- [What the task asks]: All that should be output is the block of lines below from the line with "filename src/analyzer.rs" to the line with "pub const NO_SEARCH_TERM_ERROR: &str", both included, exactly as written.
Content starts
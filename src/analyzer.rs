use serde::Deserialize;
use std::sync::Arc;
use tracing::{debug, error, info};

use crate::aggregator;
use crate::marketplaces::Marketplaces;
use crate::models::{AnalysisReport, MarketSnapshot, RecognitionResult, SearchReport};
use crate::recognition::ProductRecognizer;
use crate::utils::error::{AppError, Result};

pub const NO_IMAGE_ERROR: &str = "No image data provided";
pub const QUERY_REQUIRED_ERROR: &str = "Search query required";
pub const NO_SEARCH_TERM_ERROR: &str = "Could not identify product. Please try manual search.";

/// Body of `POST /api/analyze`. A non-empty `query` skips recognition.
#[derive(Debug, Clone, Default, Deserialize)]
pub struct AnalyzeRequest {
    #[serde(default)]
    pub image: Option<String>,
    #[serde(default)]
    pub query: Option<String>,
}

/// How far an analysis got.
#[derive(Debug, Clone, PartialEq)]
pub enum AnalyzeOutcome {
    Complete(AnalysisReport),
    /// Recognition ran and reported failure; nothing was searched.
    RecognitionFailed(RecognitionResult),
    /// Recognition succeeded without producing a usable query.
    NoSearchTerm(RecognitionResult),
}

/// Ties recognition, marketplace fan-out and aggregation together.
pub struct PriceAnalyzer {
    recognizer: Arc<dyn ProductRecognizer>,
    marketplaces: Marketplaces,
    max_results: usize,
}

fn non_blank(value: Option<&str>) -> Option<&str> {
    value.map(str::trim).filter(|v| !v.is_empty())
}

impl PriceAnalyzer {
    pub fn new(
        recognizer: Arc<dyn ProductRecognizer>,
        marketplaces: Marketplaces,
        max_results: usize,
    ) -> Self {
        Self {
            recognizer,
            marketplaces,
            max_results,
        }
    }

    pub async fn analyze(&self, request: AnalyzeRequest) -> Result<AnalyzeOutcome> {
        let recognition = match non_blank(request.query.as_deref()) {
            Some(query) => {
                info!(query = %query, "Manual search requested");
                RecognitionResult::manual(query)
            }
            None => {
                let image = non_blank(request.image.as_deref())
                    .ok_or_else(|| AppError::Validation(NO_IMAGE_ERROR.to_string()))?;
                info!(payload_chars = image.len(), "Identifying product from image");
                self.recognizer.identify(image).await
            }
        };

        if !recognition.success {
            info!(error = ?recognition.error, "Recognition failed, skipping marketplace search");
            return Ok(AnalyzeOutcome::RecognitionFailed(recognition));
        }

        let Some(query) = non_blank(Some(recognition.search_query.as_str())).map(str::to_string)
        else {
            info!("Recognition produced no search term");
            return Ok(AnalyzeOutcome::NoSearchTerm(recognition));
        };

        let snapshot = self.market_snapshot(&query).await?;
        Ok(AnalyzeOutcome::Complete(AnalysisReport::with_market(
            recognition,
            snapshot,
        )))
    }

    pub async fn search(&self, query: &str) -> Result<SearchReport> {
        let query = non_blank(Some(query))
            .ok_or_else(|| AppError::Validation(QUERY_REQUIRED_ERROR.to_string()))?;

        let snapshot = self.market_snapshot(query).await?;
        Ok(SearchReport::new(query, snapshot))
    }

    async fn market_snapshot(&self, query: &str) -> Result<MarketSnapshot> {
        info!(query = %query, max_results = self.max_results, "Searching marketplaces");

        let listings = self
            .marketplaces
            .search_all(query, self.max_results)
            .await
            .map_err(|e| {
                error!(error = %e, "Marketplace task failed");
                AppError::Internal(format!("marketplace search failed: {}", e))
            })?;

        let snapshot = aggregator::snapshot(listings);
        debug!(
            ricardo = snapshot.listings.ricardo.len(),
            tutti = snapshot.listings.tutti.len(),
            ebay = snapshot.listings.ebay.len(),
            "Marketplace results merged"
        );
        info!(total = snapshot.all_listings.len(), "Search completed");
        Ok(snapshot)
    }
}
Content ends
Content starts
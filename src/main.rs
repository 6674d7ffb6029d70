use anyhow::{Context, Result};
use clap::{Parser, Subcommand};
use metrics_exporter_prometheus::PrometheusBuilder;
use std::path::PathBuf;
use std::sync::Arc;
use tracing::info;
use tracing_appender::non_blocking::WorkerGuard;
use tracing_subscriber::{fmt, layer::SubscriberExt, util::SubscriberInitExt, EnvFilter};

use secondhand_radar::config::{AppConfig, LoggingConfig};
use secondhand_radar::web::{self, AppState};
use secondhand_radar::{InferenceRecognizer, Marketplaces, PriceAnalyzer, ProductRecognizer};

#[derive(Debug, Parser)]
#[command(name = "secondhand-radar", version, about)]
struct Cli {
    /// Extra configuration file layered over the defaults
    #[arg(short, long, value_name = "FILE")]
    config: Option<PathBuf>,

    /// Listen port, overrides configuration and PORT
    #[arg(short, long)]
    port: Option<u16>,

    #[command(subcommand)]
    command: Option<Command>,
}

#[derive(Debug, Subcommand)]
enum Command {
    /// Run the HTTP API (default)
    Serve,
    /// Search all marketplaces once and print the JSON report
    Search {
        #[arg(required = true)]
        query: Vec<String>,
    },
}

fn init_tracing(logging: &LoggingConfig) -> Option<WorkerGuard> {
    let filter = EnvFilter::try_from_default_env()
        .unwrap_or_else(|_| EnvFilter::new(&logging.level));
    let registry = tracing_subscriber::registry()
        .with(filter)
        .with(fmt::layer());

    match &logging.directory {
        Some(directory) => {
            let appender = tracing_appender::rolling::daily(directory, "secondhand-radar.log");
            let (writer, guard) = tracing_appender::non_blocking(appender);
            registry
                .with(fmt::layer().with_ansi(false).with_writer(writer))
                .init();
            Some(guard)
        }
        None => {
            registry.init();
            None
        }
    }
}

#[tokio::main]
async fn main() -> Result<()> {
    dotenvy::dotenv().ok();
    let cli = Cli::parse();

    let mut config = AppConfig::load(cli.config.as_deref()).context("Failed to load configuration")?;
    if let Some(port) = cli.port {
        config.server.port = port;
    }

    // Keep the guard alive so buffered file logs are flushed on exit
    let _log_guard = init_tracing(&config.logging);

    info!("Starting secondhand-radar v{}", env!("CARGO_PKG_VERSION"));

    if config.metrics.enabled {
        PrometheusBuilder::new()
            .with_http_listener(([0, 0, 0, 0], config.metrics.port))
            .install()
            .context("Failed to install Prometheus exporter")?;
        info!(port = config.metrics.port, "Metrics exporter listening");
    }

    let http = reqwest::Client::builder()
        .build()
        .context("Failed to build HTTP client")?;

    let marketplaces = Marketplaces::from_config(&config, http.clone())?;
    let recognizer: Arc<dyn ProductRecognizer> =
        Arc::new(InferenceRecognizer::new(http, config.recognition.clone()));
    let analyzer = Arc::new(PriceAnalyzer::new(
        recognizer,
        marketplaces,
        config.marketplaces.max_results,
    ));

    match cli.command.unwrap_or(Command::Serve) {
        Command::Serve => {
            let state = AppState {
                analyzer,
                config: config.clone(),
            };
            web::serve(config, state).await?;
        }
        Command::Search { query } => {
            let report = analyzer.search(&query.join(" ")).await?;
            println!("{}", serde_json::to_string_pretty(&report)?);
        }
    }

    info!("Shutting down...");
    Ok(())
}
Content ends
Content starts
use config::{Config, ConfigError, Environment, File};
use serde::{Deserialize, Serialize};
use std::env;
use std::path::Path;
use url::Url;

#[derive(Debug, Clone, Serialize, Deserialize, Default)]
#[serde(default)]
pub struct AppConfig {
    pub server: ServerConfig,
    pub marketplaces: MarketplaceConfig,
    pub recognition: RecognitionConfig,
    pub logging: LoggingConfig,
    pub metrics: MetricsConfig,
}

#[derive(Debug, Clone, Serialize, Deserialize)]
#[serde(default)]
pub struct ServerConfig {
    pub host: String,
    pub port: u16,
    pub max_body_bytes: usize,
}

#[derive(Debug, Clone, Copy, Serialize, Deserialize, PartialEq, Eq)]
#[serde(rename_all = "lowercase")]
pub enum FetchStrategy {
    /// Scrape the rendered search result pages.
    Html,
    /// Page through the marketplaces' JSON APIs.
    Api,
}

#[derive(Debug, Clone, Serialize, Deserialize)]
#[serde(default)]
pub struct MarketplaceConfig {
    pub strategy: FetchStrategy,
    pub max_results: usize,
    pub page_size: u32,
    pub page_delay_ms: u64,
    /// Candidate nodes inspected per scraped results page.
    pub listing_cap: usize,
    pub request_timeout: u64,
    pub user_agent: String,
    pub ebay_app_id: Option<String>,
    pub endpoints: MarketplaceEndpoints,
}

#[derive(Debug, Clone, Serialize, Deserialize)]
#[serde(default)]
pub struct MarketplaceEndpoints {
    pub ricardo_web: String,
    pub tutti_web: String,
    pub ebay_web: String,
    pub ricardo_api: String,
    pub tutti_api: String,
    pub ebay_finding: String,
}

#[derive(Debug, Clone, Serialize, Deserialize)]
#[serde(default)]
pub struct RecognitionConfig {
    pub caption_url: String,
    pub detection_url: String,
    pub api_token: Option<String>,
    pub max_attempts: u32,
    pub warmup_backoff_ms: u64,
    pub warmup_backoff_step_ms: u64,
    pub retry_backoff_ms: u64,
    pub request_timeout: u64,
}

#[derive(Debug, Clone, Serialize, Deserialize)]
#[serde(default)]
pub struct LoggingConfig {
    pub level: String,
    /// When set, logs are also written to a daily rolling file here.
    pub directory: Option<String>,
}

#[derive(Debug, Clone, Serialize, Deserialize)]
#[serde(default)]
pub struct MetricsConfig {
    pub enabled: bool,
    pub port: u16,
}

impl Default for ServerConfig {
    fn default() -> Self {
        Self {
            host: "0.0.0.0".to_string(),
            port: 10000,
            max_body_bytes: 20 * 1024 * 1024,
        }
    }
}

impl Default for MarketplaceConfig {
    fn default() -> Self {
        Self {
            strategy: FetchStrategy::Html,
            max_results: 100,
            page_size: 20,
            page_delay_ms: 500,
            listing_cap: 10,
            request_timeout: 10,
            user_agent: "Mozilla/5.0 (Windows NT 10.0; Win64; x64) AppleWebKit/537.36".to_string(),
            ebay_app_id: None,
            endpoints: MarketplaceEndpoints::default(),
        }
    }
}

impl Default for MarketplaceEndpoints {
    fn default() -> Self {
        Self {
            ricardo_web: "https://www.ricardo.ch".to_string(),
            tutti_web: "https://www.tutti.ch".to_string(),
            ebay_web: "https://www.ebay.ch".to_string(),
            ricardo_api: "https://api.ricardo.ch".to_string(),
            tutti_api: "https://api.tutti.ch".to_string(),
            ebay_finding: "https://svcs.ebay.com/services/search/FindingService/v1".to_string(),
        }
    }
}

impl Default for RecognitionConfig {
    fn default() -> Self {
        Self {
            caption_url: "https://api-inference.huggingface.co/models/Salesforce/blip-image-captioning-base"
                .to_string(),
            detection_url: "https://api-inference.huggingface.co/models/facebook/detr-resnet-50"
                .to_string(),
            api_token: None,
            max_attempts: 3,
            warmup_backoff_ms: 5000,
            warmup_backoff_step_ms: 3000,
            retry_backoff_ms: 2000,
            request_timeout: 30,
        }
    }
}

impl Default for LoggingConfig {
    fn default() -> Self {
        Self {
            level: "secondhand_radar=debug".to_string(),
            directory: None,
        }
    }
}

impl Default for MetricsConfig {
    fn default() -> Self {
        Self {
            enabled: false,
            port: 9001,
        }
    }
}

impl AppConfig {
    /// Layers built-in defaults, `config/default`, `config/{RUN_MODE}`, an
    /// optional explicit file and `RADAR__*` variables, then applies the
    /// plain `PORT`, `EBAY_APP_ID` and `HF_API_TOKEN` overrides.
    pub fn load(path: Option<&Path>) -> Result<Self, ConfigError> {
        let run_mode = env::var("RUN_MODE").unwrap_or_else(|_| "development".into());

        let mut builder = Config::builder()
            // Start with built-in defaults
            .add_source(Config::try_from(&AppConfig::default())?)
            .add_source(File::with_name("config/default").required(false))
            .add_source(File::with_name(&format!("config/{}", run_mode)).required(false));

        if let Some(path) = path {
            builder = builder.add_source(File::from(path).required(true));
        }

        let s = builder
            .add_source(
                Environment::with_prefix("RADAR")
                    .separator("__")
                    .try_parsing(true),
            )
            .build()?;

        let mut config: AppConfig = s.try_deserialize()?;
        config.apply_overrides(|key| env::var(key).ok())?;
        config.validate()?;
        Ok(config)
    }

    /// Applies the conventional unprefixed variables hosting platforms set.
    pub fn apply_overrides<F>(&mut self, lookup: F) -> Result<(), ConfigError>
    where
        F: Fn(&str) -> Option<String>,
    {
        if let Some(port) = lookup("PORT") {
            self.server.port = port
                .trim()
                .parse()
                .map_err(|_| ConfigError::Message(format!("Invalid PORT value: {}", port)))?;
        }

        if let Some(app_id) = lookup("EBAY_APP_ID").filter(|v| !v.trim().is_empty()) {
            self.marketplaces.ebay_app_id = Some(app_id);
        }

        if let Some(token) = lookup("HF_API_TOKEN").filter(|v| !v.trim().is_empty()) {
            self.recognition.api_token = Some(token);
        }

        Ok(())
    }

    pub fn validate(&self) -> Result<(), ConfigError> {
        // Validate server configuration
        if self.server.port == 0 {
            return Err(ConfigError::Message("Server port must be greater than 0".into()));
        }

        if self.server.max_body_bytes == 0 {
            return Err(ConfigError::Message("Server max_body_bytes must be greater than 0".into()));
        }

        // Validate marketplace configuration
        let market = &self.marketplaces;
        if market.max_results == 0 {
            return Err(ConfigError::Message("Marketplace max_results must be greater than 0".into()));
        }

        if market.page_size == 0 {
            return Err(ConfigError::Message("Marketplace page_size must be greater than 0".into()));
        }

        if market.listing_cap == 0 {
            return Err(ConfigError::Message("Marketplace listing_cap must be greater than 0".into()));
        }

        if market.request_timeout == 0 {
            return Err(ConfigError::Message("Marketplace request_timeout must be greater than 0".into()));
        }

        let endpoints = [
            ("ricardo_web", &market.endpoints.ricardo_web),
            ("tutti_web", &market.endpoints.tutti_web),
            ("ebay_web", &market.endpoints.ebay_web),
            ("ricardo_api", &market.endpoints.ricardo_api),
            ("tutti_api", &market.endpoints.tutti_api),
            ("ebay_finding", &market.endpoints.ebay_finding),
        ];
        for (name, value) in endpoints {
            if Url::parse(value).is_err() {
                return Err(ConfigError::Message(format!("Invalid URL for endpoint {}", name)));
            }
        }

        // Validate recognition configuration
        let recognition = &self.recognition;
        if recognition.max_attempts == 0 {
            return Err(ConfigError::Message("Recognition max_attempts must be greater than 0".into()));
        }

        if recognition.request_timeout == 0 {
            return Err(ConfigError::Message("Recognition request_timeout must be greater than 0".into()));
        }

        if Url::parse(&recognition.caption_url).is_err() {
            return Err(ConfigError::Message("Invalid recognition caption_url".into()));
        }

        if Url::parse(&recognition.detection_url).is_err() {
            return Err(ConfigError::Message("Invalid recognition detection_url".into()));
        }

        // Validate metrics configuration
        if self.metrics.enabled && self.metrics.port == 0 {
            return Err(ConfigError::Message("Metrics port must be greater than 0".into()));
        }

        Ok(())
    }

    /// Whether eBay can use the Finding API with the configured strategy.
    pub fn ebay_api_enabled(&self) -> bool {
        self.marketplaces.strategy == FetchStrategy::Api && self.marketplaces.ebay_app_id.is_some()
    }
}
Content ends
- [Result for this task]:
filename src/analyzer.rs
use serde::Deserialize;
use std::sync::Arc;
use tracing::{debug, error, info};

use crate::aggregator;
use crate::marketplaces::Marketplaces;
use crate::models::{AnalysisReport, MarketSnapshot, RecognitionResult, SearchReport};
use crate::recognition::ProductRecognizer;
use crate::utils::error::{AppError, Result};

pub const NO_IMAGE_ERROR: &str = "No image data provided";
pub const QUERY_REQUIRED_ERROR: &str = "Search query required";
pub const NO_SEARCH_TERM_ERROR: &str = "Could not identify product. Please try manual search.";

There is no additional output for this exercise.